PayStream’s peer-to-peer (P2P) matching engine is the core mechanism that directly matches lenders and borrowers on the platform for more optimized interest rates. Matching Logic Workflow

How the Matching Engine Works

PayStream’s matching engine can be viewed as a priority queue or a pseudo-order book for matching loans. However, unlike a traditional order book, users do not place bids or asks with specific interest rates. Instead, the protocol automatically determines a fair P2P interest rate (one that lies between the pool’s supply APY and borrow APY) and matches lenders to borrowers at that rate. This means lenders and borrowers don’t negotiate rates; any available lending liquidity will be paired with borrowing demand instantly at the optimized P2P rate.

Matching Algorithm

Matching Logic Workflow At the core of Paystream’s P2P engine is a priority-based, real-time matching system designed to pair lenders and borrowers efficiently while ensuring capital is never idle. When a new borrower initiates a loan request, the matching engine attempts to fulfill it by pairing them with the largest available lender supplying the requested asset.
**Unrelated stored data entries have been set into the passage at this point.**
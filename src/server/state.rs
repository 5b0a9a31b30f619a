//! Application state.
//!
//! Shared state for all request handlers. Everything here is built before the
//! listener is bound and only read afterwards.

use std::sync::Arc;

use tokio::sync::watch;

use crate::change_bus::ChangeBus;
use crate::import_map::ImportMap;
use crate::inject::RuntimeInjector;
use crate::layout::ProjectPaths;
use crate::page::PageResolver;
use crate::resolver::{NodeResolution, PackageResolver};
use crate::sandbox::{RenderSandbox, SandboxConfig};

pub struct AppState {
    pub paths: ProjectPaths,
    pub pages: PageResolver,
    pub sandbox: RenderSandbox,
    pub injector: RuntimeInjector,
    pub packages: PackageResolver,
    pub changes: ChangeBus,
    shutdown: watch::Sender<bool>,
}

impl AppState {
    pub fn new(
        paths: ProjectPaths,
        import_map: &ImportMap,
        render: SandboxConfig,
        changes: ChangeBus,
    ) -> Self {
        let packages = PackageResolver::new(
            Arc::new(NodeResolution::browser()),
            paths.dependency_dir.clone(),
        );
        let sandbox = RenderSandbox::new(
            render,
            vec![paths.root.clone(), paths.dependency_dir.clone()],
            Arc::new(NodeResolution::server()),
        )
        .with_dependency_dir(paths.dependency_dir.clone());

        Self {
            pages: PageResolver::new(paths.src_dir.clone()),
            injector: RuntimeInjector::new(import_map),
            sandbox,
            packages,
            changes,
            shutdown: watch::Sender::new(false),
            paths,
        }
    }

    /// Ask long-lived responses (the event streams) to finish.
    pub fn begin_shutdown(&self) {
        self.shutdown.send_replace(true);
    }

    pub(crate) fn shutdown_signal(&self) -> watch::Receiver<bool> {
        self.shutdown.subscribe()
    }
}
This top-down approach continues, matching the borrower to the next largest lender, and so on, until the loan amount is fully satisfied or no further lender liquidity is available. If the borrow request exceeds any single lender’s amount, the system can split the borrow across multiple lenders, in descending order of their supply size. This minimizes fragmentation, maximizes capital utilization, and ensures efficient matching with minimal leftover idle funds. This model achieves near-100% utilization of matched funds: every P2P dollar lent is directly tied to a corresponding borrowed amount, eliminating capital inefficiencies typically seen in idle pool-based lending.
Note: a borrower cannot put a borrow order greater than the available liquidity; it is blocked at the time.
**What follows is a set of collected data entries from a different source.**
//! Project layout discovery.
//!
//! The source tree is `<root>/src`. The lockfile and the `node_modules`
//! directory may live in any ancestor of the root (workspaces hoist them), so
//! both are located by walking parent directories.
//!
//! The live-reload client and the render worker bootstrap are compiled into
//! the binary, so unlike the on-disk paths they cannot be missing at runtime.

use std::path::{Path, PathBuf};

use crate::error::LayoutError;

pub const SOURCE_DIR: &str = "src";
pub const MANIFEST_FILE: &str = "package-lock.json";
pub const DEPENDENCY_DIR: &str = "node_modules";
pub const NOT_FOUND_PAGE: &str = "404.html";

/// Which kind of filesystem entry a search is looking for.
#[derive(Debug, Clone, Copy, PartialEq, Eq)]
pub enum EntryKind {
    File,
    Dir,
}

impl EntryKind {
    fn matches(self, path: &Path) -> bool {
        match self {
            EntryKind::File => path.is_file(),
            EntryKind::Dir => path.is_dir(),
        }
    }
}

/// Absolute locations used by the server, resolved once at startup.
///
/// The live-reload client and the render worker bootstrap have no entry here:
/// both are compiled into the binary (`inject::LIVERELOAD_CLIENT` and the
/// sandbox extension) and never read from disk.
#[derive(Debug, Clone, PartialEq, Eq)]
pub struct ProjectPaths {
    pub root: PathBuf,
    pub src_dir: PathBuf,
    pub manifest: PathBuf,
    pub dependency_dir: PathBuf,
    pub page_404: PathBuf,
}

impl ProjectPaths {
    /// Resolve the layout for a project rooted at `cwd`.
    pub fn resolve(cwd: impl AsRef<Path>) -> Result<Self, LayoutError> {
        let root = cwd.as_ref().to_path_buf();
        let src_dir = root.join(SOURCE_DIR);
        let manifest = find_closest(&root, MANIFEST_FILE, EntryKind::File)?;
        let dependency_dir = find_closest(&root, DEPENDENCY_DIR, EntryKind::Dir)?;

        Ok(Self {
            page_404: src_dir.join(NOT_FOUND_PAGE),
            root,
            src_dir,
            manifest,
            dependency_dir,
        })
    }

    /// Resolve the layout for the process working directory.
    pub fn from_current_dir() -> Result<Self, LayoutError> {
        let cwd = std::env::current_dir().map_err(LayoutError::Cwd)?;
        Self::resolve(cwd)
    }
}

/// Find `name` in `start` or the nearest ancestor that contains it.
pub fn find_closest(start: &Path, name: &str, kind: EntryKind) -> Result<PathBuf, LayoutError> {
    let mut current = start;
    loop {
        let candidate = current.join(name);
        if kind.matches(&candidate) {
            return Ok(candidate);
        }
        match current.parent() {
            Some(parent) if parent != current => current = parent,
            _ => break,
        }
    }

    Err(LayoutError::NotFound {
        name: name.to_string(),
        start: start.to_path_buf(),
    })
}

#[cfg(test)]
mod tests {
    use super::*;
    use std::fs;
    use tempfile::tempdir;

    #[test]
    fn test_finds_in_start_dir() {
        let dir = tempdir().unwrap();
        fs::write(dir.path().join(MANIFEST_FILE), "{}").unwrap();

        let found = find_closest(dir.path(), MANIFEST_FILE, EntryKind::File).unwrap();
        assert_eq!(found, dir.path().join(MANIFEST_FILE));
    }

    #[test]
    fn test_walks_up_to_ancestor() {
        let dir = tempdir().unwrap();
        fs::create_dir(dir.path().join(DEPENDENCY_DIR)).unwrap();
        let nested = dir.path().join("packages").join("site");
        fs::create_dir_all(&nested).unwrap();

        let found = find_closest(&nested, DEPENDENCY_DIR, EntryKind::Dir).unwrap();
        assert_eq!(found, dir.path().join(DEPENDENCY_DIR));
    }

    #[test]
    fn test_kind_must_match() {
        let dir = tempdir().unwrap();
        // A directory named like the manifest is not the manifest
        fs::create_dir(dir.path().join("only-dir.json")).unwrap();

        let result = find_closest(dir.path(), "only-dir.json", EntryKind::File);
        assert!(matches!(result, Err(LayoutError::NotFound { .. })));
    }

    #[test]
    fn test_resolve_layout() {
        let dir = tempdir().unwrap();
        fs::write(dir.path().join(MANIFEST_FILE), "{}").unwrap();
        fs::create_dir(dir.path().join(DEPENDENCY_DIR)).unwrap();

        let paths = ProjectPaths::resolve(dir.path()).unwrap();
        assert_eq!(paths.src_dir, dir.path().join("src"));
        assert_eq!(paths.page_404, dir.path().join("src").join("404.html"));
        assert_eq!(paths.dependency_dir, dir.path().join(DEPENDENCY_DIR));
    }

    #[test]
    fn test_resolve_fails_without_dependencies() {
        let dir = tempdir().unwrap();
        fs::write(dir.path().join(MANIFEST_FILE), "{}").unwrap();

        let err = ProjectPaths::resolve(dir.path()).unwrap_err();
        assert!(err.to_string().contains(DEPENDENCY_DIR));
    }
}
Fallback to Underlying Pools

Fallback Workflow The integration with underlying lending pools is a crucial aspect of PayStream’s design. Whenever a P2P match cannot be made or only partially fills, the unmatched portion of funds goes to the underlying protocol as a fallback. This ensures that your capital never sits idle – it’s either matched P2P at an optimized rate or earning yield via the fallback pool. Whenever the P2P queue can’t immediately pair lenders with borrowers, PayStream automatically routes the idle liquidity into the chosen underlying protocolsuch as Drift, Kamino, MarginFi, or Save Finance so the funds keep earning the base supply APY until a matching borrower arrives. Example:
  1. Alice (Lender) joins first
    • Alice deposits USDC into Paystream. Since no borrower is waiting, her funds are automatically deposited into a fallback liquidity pool (like Kamino or MarginFi) to ensure yield is earned.
  2. Bob (Borrower) joins later
    • When Bob borrows USDC, Paystream checks for matched P2P liquidity. It sees Alice’s funds in the fallback pool, withdraws them instantly, and matches her to Bob at an optimized P2P interest rate.
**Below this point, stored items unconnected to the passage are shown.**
//! One V8 isolate, one page.
//!
//! Provides only what page generators need:
//! - console.log/info/debug/warn/error (captured, not printed)
//! - crypto.randomUUID, crypto.getRandomValues
//! - atob, btoa
//! - Module loading from the project and its dependencies only
//! - No fs, net, env, or other system access

use std::path::Path;
use std::rc::Rc;

use deno_core::anyhow::{anyhow, Error};
use deno_core::{v8, JsRuntime, ModuleSpecifier, PollEventLoopOptions, RuntimeOptions};

use super::loader::SandboxedLoader;
use super::ops::{elbebe_render, ConsoleOutput};
use super::SandboxConfig;

/// Markup produced by a generator plus whatever it logged.
#[derive(Debug)]
pub struct RenderOutput {
    pub markup: String,
    pub console: ConsoleOutput,
}

pub fn create_runtime(config: &SandboxConfig, loader: SandboxedLoader) -> JsRuntime {
    let create_params = config
        .max_heap_size
        .map(|max_bytes| v8::Isolate::create_params().heap_limits(0, max_bytes));

    let mut runtime = JsRuntime::new(RuntimeOptions {
        module_loader: Some(Rc::new(loader)),
        extensions: vec![elbebe_render::init_ops_and_esm()],
        create_params,
        ..Default::default()
    });

    if config.max_heap_size.is_some() {
        // Terminate instead of letting V8 abort the whole process, and
        // grant some headroom so termination can unwind.
        let handle = runtime.v8_isolate().thread_safe_handle();
        runtime.add_near_heap_limit_callback(move |current, initial| {
            tracing::warn!(
                current_mb = current / (1024 * 1024),
                initial_mb = initial / (1024 * 1024),
                "Render near heap limit, terminating"
            );
            handle.terminate_execution();
            current * 2
        });
    }

    runtime.op_state().borrow_mut().put(ConsoleOutput::default());
    runtime
}

/// Import `entry_point` and evaluate its default export.
///
/// # Expected JS module format
/// ```js
/// export default "<p>static markup</p>";
/// // or
/// export default function render() {
///   return "<html>...</html>";
/// }
/// ```
pub async fn render_module(runtime: &mut JsRuntime, entry_point: &Path) -> Result<RenderOutput, Error> {
    let entry_path = entry_point
        .canonicalize()
        .map_err(|e| anyhow!("Invalid generator '{}': {}", entry_point.display(), e))?;

    let module_specifier = ModuleSpecifier::from_file_path(&entry_path)
        .map_err(|_| anyhow!("Failed to create module specifier"))?;

    let render_code = format!(
        "globalThis.__elbebe_render__({})",
        serde_json::to_string(module_specifier.as_str())?
    );

    let markup_global = runtime.execute_script("<elbebe:render>", render_code)?;

    runtime
        .run_event_loop(PollEventLoopOptions::default())
        .await?;

    let markup = {
        let scope = &mut runtime.handle_scope();
        let local = v8::Local::new(scope, &markup_global);

        let promise = v8::Local::<v8::Promise>::try_from(local)
            .map_err(|_| anyhow!("Render entry did not return a promise"))?;
        match promise.state() {
            v8::PromiseState::Fulfilled => {
                let result = promise.result(scope);
                if !result.is_string() {
                    return Err(anyhow!("Generator must produce a string"));
                }
                result.to_rust_string_lossy(scope)
            }
            v8::PromiseState::Rejected => {
                let exception = promise.result(scope);
                return Err(anyhow!("{}", describe_exception(scope, exception)));
            }
            v8::PromiseState::Pending => {
                return Err(anyhow!("Generator returned a promise that never settled"));
            }
        }
    };

    let console = runtime
        .op_state()
        .borrow_mut()
        .take::<ConsoleOutput>();

    Ok(RenderOutput { markup, console })
}

/// The exception's stack when it has one, its string form otherwise.
fn describe_exception<'s>(
    scope: &mut v8::HandleScope<'s>,
    exception: v8::Local<'s, v8::Value>,
) -> String {
    if let Ok(object) = v8::Local::<v8::Object>::try_from(exception) {
        if let Some(key) = v8::String::new(scope, "stack") {
            if let Some(stack) = object.get(scope, key.into()) {
                if stack.is_string() {
                    return stack.to_rust_string_lossy(scope);
                }
            }
        }
    }
    exception.to_rust_string_lossy(scope)
}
Overcollateralization and LTV

PayStream is an overcollateralized lending system, meaning borrowers must supply collateral to secure their loans. Every borrower first deposits assets as collateral, which makes them a lender on that side of the market before they borrow another asset. Collateral deposits are deposited in the underlying pool – thus even collateral can earn interest while posted. PayStream enforces the same Loan-to-Value (LTV) ratios and liquidation thresholds as the underlying protocols it integrates with, to maintain consistency and security. In practice, this means for each supported asset, there is a maximum borrowable percentage of its value (LTV), and if a borrower’s debt exceeds a certain percentage (the liquidation threshold, slightly higher than LTV), their position can be liquidated.